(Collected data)
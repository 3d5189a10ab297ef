//! Byte-level tokenization: segments, then elements, then repetitions,
//! then components. Every level applies the same release-character
//! escaping rule — a release byte causes the following byte to be taken
//! literally, never as a delimiter.

use edi_types::DelimiterSet;

/// Splits a document into segment strings and elements/repetitions/
/// components within them, honoring one [`DelimiterSet`].
#[derive(Debug, Clone, Copy)]
pub struct EdiTokenizer {
    delimiters: DelimiterSet,
}

impl EdiTokenizer {
    pub fn new(delimiters: DelimiterSet) -> Self {
        Self { delimiters }
    }

    pub fn delimiters(&self) -> &DelimiterSet {
        &self.delimiters
    }

    /// Splits raw input into segment slices (without the terminator),
    /// skipping any CR/LF between segments and dropping empty segments
    /// produced by repeated terminators.
    pub fn tokenize_segments<'a>(&self, input: &'a [u8]) -> SegmentIter<'a> {
        SegmentIter {
            input,
            pos: 0,
            delimiters: self.delimiters,
        }
    }

    /// Splits one segment's byte content (tag onward) into elements.
    pub fn tokenize_elements<'a>(&self, segment: &'a str) -> ElementIter<'a> {
        ElementIter {
            bytes: segment.as_bytes(),
            pos: 0,
            delimiters: self.delimiters,
        }
    }

    /// Splits one element string into repetitions (a field without a
    /// repetition separator yields exactly one repetition: itself).
    pub fn tokenize_repetitions<'a>(&self, element: &'a str) -> RepetitionIter<'a> {
        RepetitionIter {
            bytes: element.as_bytes(),
            pos: 0,
            delimiters: self.delimiters,
        }
    }

    /// Splits one repetition string into components (a scalar field
    /// without a component separator yields exactly one component: itself).
    pub fn tokenize_components<'a>(&self, repetition: &'a str) -> ComponentIter<'a> {
        ComponentIter {
            bytes: repetition.as_bytes(),
            pos: 0,
            delimiters: self.delimiters,
        }
    }
}

fn strip_crlf(s: &str) -> &str {
    s.trim_end_matches(['\r', '\n'])
}

/// Scans `bytes[pos..]` for the next unescaped occurrence of `sep`,
/// honoring `release` escaping. Returns the byte offset of the
/// separator, or `bytes.len()` if none is found.
fn find_unescaped(bytes: &[u8], pos: usize, sep: u8, release: u8) -> usize {
    let mut i = pos;
    while i < bytes.len() {
        let b = bytes[i];
        if release != 0 && b == release && i + 1 < bytes.len() {
            i += 2;
            continue;
        }
        if b == sep {
            return i;
        }
        i += 1;
    }
    bytes.len()
}

/// Iterator over segment strings within a document.
pub struct SegmentIter<'a> {
    input: &'a [u8],
    pos: usize,
    delimiters: DelimiterSet,
}

impl<'a> Iterator for SegmentIter<'a> {
    /// Segment bytes, its start offset, and whether a terminator
    /// followed it — `false` only for a final segment that runs to end
    /// of input without one.
    type Item = (&'a [u8], usize, bool);

    fn next(&mut self) -> Option<Self::Item> {
        loop {
            // Skip leading whitespace (newlines) between segments.
            while self.pos < self.input.len()
                && (self.input[self.pos] == b'\r' || self.input[self.pos] == b'\n')
            {
                self.pos += 1;
            }
            if self.pos >= self.input.len() {
                return None;
            }
            let start = self.pos;
            let end = find_unescaped(
                self.input,
                self.pos,
                self.delimiters.segment,
                self.delimiters.release,
            );
            let terminated = end < self.input.len();
            let slice = &self.input[start..end];
            self.pos = if terminated { end + 1 } else { end };

            if slice.is_empty() {
                if terminated {
                    continue;
                }
                return None;
            }
            return Some((slice, start, terminated));
        }
    }
}

/// Iterator over element (field) strings within one segment.
pub struct ElementIter<'a> {
    bytes: &'a [u8],
    pos: usize,
    delimiters: DelimiterSet,
}

impl<'a> Iterator for ElementIter<'a> {
    type Item = &'a str;

    fn next(&mut self) -> Option<Self::Item> {
        if self.pos > self.bytes.len() {
            return None;
        }
        let start = self.pos;
        let end = find_unescaped(
            self.bytes,
            self.pos,
            self.delimiters.field,
            self.delimiters.release,
        );
        let has_more = end < self.bytes.len();
        self.pos = if has_more { end + 1 } else { self.bytes.len() + 1 };
        let slice = std::str::from_utf8(&self.bytes[start..end]).unwrap_or("");
        Some(strip_crlf(slice))
    }
}

/// Iterator over repetition strings within one element.
pub struct RepetitionIter<'a> {
    bytes: &'a [u8],
    pos: usize,
    delimiters: DelimiterSet,
}

impl<'a> Iterator for RepetitionIter<'a> {
    type Item = &'a str;

    fn next(&mut self) -> Option<Self::Item> {
        if self.pos > self.bytes.len() {
            return None;
        }
        let start = self.pos;
        let end = find_unescaped(
            self.bytes,
            self.pos,
            self.delimiters.repetition,
            self.delimiters.release,
        );
        let has_more = end < self.bytes.len();
        self.pos = if has_more { end + 1 } else { self.bytes.len() + 1 };
        std::str::from_utf8(&self.bytes[start..end]).ok()
    }
}

/// Iterator over component (subfield) strings within one repetition.
pub struct ComponentIter<'a> {
    bytes: &'a [u8],
    pos: usize,
    delimiters: DelimiterSet,
}

impl<'a> Iterator for ComponentIter<'a> {
    type Item = &'a str;

    fn next(&mut self) -> Option<Self::Item> {
        if self.pos > self.bytes.len() {
            return None;
        }
        let start = self.pos;
        let end = find_unescaped(
            self.bytes,
            self.pos,
            self.delimiters.component,
            self.delimiters.release,
        );
        let has_more = end < self.bytes.len();
        self.pos = if has_more { end + 1 } else { self.bytes.len() + 1 };
        std::str::from_utf8(&self.bytes[start..end]).ok()
    }
}
//! Public entry point tying the lexer, grammar model, tree builder, and
//! diagnostic collector into the two operations external callers need:
//! [`api::EdiCore::parse`] and [`api::EdiCore::validate`].
//!
//! Everything below this crate — `edi-types`, `edi-lexer`, `edi-grammar`,
//! `edi-validate`, `edi-assembly` — is an internal collaborator; a caller
//! that only needs to parse or validate a document never has to name any
//! of them directly.

pub mod api;
pub mod options;

pub use api::{EdiCore, ParseResult, ParseTree, ValidateResult};
pub use options::{Charset, ParseOptions, ValidateOptions};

**What the task requires:** Give back the entries above exactly as they are, from their first line through the line that contains "pub fn delimiters(&self)", both included, with nothing else.

**Task result:**
repository 3d5189a10ab297ef
//! Byte-level tokenization: segments, then elements, then repetitions,
//! then components. Every level applies the same release-character
//! escaping rule — a release byte causes the following byte to be taken
//! literally, never as a delimiter.

use edi_types::DelimiterSet;

/// Splits a document into segment strings and elements/repetitions/
/// components within them, honoring one [`DelimiterSet`].
#[derive(Debug, Clone, Copy)]
pub struct EdiTokenizer {
    delimiters: DelimiterSet,
}

impl EdiTokenizer {
    pub fn new(delimiters: DelimiterSet) -> Self {
        Self { delimiters }
    }

    pub fn delimiters(&self) -> &DelimiterSet {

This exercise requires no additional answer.